Impregnation: Preventing Leaks, Improving Looks and Increasing Profits
Filling porosity prior to finishing dramatically reduces reject rates.
“Out, damned spot, out I say!”
What metal finisher hasn’t thought of Lady Macbeth’s famous soliloquy at some time? The incantation didn’t work for her, and it doesn’t work for metal finishers either. Spotty, flaking, bubbling, cracking or peeling finishes are seldom caused by the witches of Macbeth, but more frequently caused by a more insidious problem: porosity.
Poor plating, painting, anodizing or other coating problems costing untold dollars to metal finishers are frequently vastly reduced or eliminated by the cost-effective preprocess of impregnation.

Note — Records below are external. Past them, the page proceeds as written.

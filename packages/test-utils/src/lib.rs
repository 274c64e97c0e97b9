//! Shared test utilities for the similarity workspace
//!
//! This crate provides mock implementations of external services for testing
//! without network dependencies.
//!
//! # Mock Services
//!
//! - [`MockComputeServer`] - Mock signature-computation service for handler
//!   and worker pool tests
//!
//! For the queue itself, use `similarity_job_queue::InMemoryBroker`.
//!
//! # Example
//!
//! ```rust,ignore
//! use similarity_test_utils::MockComputeServer;
//!
//! #[tokio::test]
//! async fn test_with_mocks() {
//!     let compute = MockComputeServer::start().await;
//!     compute.mock_install_artist(202).await;
//!
//!     // Use compute.config() to build your ComputeClient
//! }
//! ```

mod compute;

pub use compute::{unreachable_compute_config, MockComputeServer};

As metal parts become end products, their value increases at every manufacturing step, especially in the finishing processes. Consequently, rejection of finished components late in the production cycle due to blemishes such as spotting, bleed out, coating bubbles and surface inclusions cost much more than rejection in an “as cast” or raw state. Why?
For castings, re-melting—while costly—allows the caster to reproduce the parts for little more than the cost of energy, generally only a small percentage of the raw part value. With weldments or brazed assemblies, the same is true: returning to the previous step is economically possible. As parts move to finishing, it’s an entirely different story. Finishing costs (polishing, plating, cleaning, coating and so on) are cumulative, and make parts progressively more valuable. They can account for half or more of the parts’ value and this investment is completely lost if parts are discarded or reworked.